1年10組の寮生が、揃って風呂に来ていた。
中には、少し2年10組の先輩も混じっている。
「ひろおお!これで10組専用?!」
「ちょ、まくうるさ、ってひんろおお」
「いや透海もうるさいって、ひろいねぇ?!」
まく、透海、玲。3人が揃って目を輝かせている。
無理もない。なんにせよ、広い。
「はいっちゃえー!」「えーい!」
つきみと、渫奈が一斉にどぼん。
(せつなちゃんって心開くとあんな感じなんだ…)
感心しつつ、自分も瑠花ちゃんとどぼん。
「うーん。

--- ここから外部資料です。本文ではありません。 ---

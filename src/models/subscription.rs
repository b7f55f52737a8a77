use serde::{Deserialize, Serialize};

#[derive(Debug, Clone, PartialEq, Eq, Deserialize, Serialize)]
#[serde(rename_all = "camelCase")]
pub struct Subscription {
    /// `/subscriptions/{subscriptionId}`.
    pub id: String,
    pub subscription_id: String,
    #[serde(default)]
    pub display_name: Option<String>,
    #[serde(default)]
    pub tenant_id: Option<String>,
    #[serde(default)]
    pub state: Option<SubscriptionState>,
}

#[derive(Debug, Clone, Copy, PartialEq, Eq, Deserialize, Serialize)]
pub enum SubscriptionState {
    Enabled,
    Warned,
    PastDue,
    Disabled,
    Deleted,
    #[serde(other)]
    Unknown,
}
#[tokio::test]
async fn test_create_transform_and_job_wire_shape() {
    let mock_server = MockServer::start().await;

    Mock::given(method("PUT"))
        .and(path(account_path("/transforms/adaptive")))
        .and(body_json(json!({
            "properties": {
                "outputs": [{
                    "preset": {
                        "@odata.type": "#Microsoft.Media.BuiltInStandardEncoderPreset",
                        "presetName": "AdaptiveStreaming"
                    }
                }]
            }
        })))
        .respond_with(ResponseTemplate::new(201).set_body_json(json!({
            "name": "adaptive",
            "properties": {
                "outputs": [{
                    "onError": "StopProcessingJob",
                    "relativePriority": "Normal",
                    "preset": {
                        "@odata.type": "#Microsoft.Media.BuiltInStandardEncoderPreset",
                        "presetName": "AdaptiveStreaming"
                    }
                }]
            }
        })))
        .expect(1)
        .mount(&mock_server)
        .await;

    Mock::given(method("PUT"))
        .and(path(account_path("/transforms/adaptive/jobs/job-1")))
        .and(body_json(json!({
            "properties": {
                "input": {
                    "@odata.type": "#Microsoft.Media.JobInputAsset",
                    "assetName": "input"
                },
                "outputs": [{
                    "@odata.type": "#Microsoft.Media.JobOutputAsset",
                    "assetName": "output"
                }]
            }
        })))
        .respond_with(ResponseTemplate::new(201).set_body_json(json!({
            "name": "job-1",
            "properties": {
                "state": "Queued",
                "input": {
                    "@odata.type": "#Microsoft.Media.JobInputAsset",
                    "assetName": "input"
                },
                "outputs": [{
                    "@odata.type": "#Microsoft.Media.JobOutputAsset",
                    "assetName": "output",
                    "state": "Queued",
                    "progress": 0
                }]
            }
        })))
        .expect(1)
        .mount(&mock_server)
        .await;

    let client = create_test_client(&mock_server).await;

    let transform = Transform::new(TransformProperties {
        outputs: vec![TransformOutput::new(Preset::built_in(
            EncoderNamedPreset::AdaptiveStreaming,
        ))],
        ..Default::default()
    });
    let transform = client
        .create_or_update_transform(RESOURCE_GROUP, ACCOUNT, "adaptive", &transform)
        .await
        .expect("transform failed");
    assert_eq!(transform.properties.outputs.len(), 1);

    let job = Job::new(JobProperties::new(
        JobInput::asset("input"),
        vec![JobOutput::asset("output")],
    ));
    let job = client
        .create_job(RESOURCE_GROUP, ACCOUNT, "adaptive", "job-1", &job)
        .await
        .expect("job failed");
    assert_eq!(job.properties.state, Some(mediaservices::JobState::Queued));
}

#[tokio::test]
async fn test_streaming_locator_end_before_start_is_rejected() {
    let mock_server = MockServer::start().await;

    Mock::given(method("PUT"))
        .respond_with(ResponseTemplate::new(200))
        .expect(0)
        .mount(&mock_server)
        .await;

    let client = create_test_client(&mock_server).await;
    let now = Utc::now();
    let mut props = StreamingLocatorProperties::new("output", "Predefined_ClearStreamingOnly");
    props.start_time = Some(now);
    props.end_time = Some(now - ChronoDuration::hours(1));

    let result = client
        .create_streaming_locator(RESOURCE_GROUP, ACCOUNT, "loc", &StreamingLocator::new(props))
        .await;

    assert!(matches!(result, Err(MediaError::Validation { ref field, .. }) if field == "endTime"));
}

#[tokio::test]
async fn test_list_streaming_locator_paths() {
    let mock_server = MockServer::start().await;

    Mock::given(method("POST"))
        .and(path(account_path("/streamingLocators/loc/listPaths")))
        .respond_with(ResponseTemplate::new(200).set_body_json(json!({
            "streamingPaths": [{
                "streamingProtocol": "Hls",
                "encryptionScheme": "NoEncryption",
                "paths": ["/2a1b/manifest(format=m3u8-cmaf)"]
            }],
            "downloadPaths": []
        })))
        .expect(1)
        .mount(&mock_server)
        .await;

    let client = create_test_client(&mock_server).await;
    let paths = client
        .list_streaming_locator_paths(RESOURCE_GROUP, ACCOUNT, "loc")
        .await
        .expect("listPaths failed");

    assert_eq!(paths.streaming_paths.len(), 1);
    assert_eq!(paths.streaming_paths[0].paths[0], "/2a1b/manifest(format=m3u8-cmaf)");
}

最高に眠れs...」
「ああ瑠花ちゃんのぼせちゃうう」
むぅにゃちゃんは、とあたりを見回すと...
(くじら先輩尾行しとる?!)
「しー。これもくじらちゃんの曲のためよ」
指を立ててどや顔。何もこんなとこでしなくても…
「ええええ!ほんとに?!」
一人の叫び声。声の主は...ヒカリちゃん?
「くじら先輩、そんな気がすると思ったら...
やっぱり人魚だったんですね!」
「あ…うん、一応、そうですけど…」
(えええ?!あ、皆驚いてないのね)
自分でも不思議に思うくらい、腑に落ちた。
「あー、ばらしちゃってよかったの?」と優香里。
「大丈夫ですよー」とくじら。
「ま、まあいつかばれるとは思ってたけど、
まさか初日とは...」と柊雨。
「えへへ、これでも科学者を目指してるんです」
「ということで、あとでくじら先輩、
実験に付き合ってくださいね」
その少女は、満面の笑みを浮かべていた。
その日は、そうして幕を下ろした。
もう、楽しすぎたので記憶が曖昧だ。
ただ、くじら先輩が実験から帰ってきて
げっそりしていたのは、覚えている。